Something being deorbited will probably break up into relatively harmless pieces that mostly burn up though, and there's no nuclear material involved so even if a massive chunk hits the Earth that's not going to have a huge impact. Based on ocean coverage there's a 0.7 probability that it'll just make a big splash.
Should we ever get to a point where a country is considering shooting down space datacentres, considerations about the impact on Earth is unlikely to stop them.
>will probably break up
if it is designed to breakup. And not if it isn't.
>no nuclear material involved
that is the beauty. No contamination.
>that's not going to have a huge impact.
in my comment i already specified the TNT equivalent of such an impact.
>there's a 0.7 probability
It isn't a matter of probability. You can deorbit with high precision, and pretty much hit any desired target on the ground if you have thousands of objects in space on a bunch of various orbits.

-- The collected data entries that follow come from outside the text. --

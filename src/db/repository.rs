//! User repository for stile.
//!
//! Persistence boundary for user records. Storage failures are caught and
//! translated here; in particular a unique-constraint violation on the
//! username column surfaces as [`UserStoreError::UsernameTaken`] so callers
//! see the same conflict whether they lost a race or hit an ordinary
//! duplicate.

use sqlx::SqlitePool;
use thiserror::Error;

use super::user::{NewUser, User};

/// Errors from the user store.
#[derive(Error, Debug)]
pub enum UserStoreError {
    /// The username is already taken (unique index violation).
    #[error("username already exists")]
    UsernameTaken,

    /// Any other storage failure.
    #[error("database error: {0}")]
    Database(String),
}

impl From<sqlx::Error> for UserStoreError {
    fn from(e: sqlx::Error) -> Self {
        if let sqlx::Error::Database(ref db_err) = e {
            if db_err.is_unique_violation() {
                return UserStoreError::UsernameTaken;
            }
        }
        UserStoreError::Database(e.to_string())
    }
}

/// Repository for user records.
pub struct UserRepository<'a> {
    pool: &'a SqlitePool,
}

impl<'a> UserRepository<'a> {
    /// Create a new UserRepository with the given database pool reference.
    pub fn new(pool: &'a SqlitePool) -> Self {
        Self { pool }
    }

    /// Create a new user in the database.
    ///
    /// Returns the created user with the assigned ID.
    pub async fn create(&self, new_user: &NewUser) -> Result<User, UserStoreError> {
        let result = sqlx::query("INSERT INTO users (username, password) VALUES (?, ?)")
            .bind(&new_user.username)
            .bind(&new_user.password)
            .execute(self.pool)
            .await?;

        let id = result.last_insert_rowid();
        self.get_by_id(id)
            .await?
            .ok_or_else(|| UserStoreError::Database("created user not found".to_string()))
    }

    /// Get a user by ID.
    pub async fn get_by_id(&self, id: i64) -> Result<Option<User>, UserStoreError> {
        let result = sqlx::query_as::<_, User>(
            "SELECT id, username, password, created_at FROM users WHERE id = ?",
        )
        .bind(id)
        .fetch_optional(self.pool)
        .await?;

        Ok(result)
    }

    /// Get a user by username (case-insensitive).
    pub async fn get_by_username(&self, username: &str) -> Result<Option<User>, UserStoreError> {
        let result = sqlx::query_as::<_, User>(
            "SELECT id, username, password, created_at FROM users
             WHERE username = ? COLLATE NOCASE",
        )
        .bind(username)
        .fetch_optional(self.pool)
        .await?;

        Ok(result)
    }

    /// Check if a username is already taken (case-insensitive).
    pub async fn username_exists(&self, username: &str) -> Result<bool, UserStoreError> {
        let exists: (bool,) =
            sqlx::query_as("SELECT EXISTS(SELECT 1 FROM users WHERE username = ? COLLATE NOCASE)")
                .bind(username)
                .fetch_one(self.pool)
                .await?;
        Ok(exists.0)
    }

    /// Count all users.
    pub async fn count(&self) -> Result<i64, UserStoreError> {
        let count: (i64,) = sqlx::query_as("SELECT COUNT(*) FROM users")
            .fetch_one(self.pool)
            .await?;
        Ok(count.0)
    }
}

>Should we ever get to a point where a country is considering shooting down space datacentres, considerations about the impact on Earth is unlikely to stop them.
13 ton GBU-57 reaching M 2-3 gets 200 feet deep. De-orbitted 1-2 ton steel rods will have about the same effect - ie. you can hit many strategic objects of your attacker. And having in orbit, just in case, a ball or rod of 30-50 tons will get you a small tactical nuke equivalent.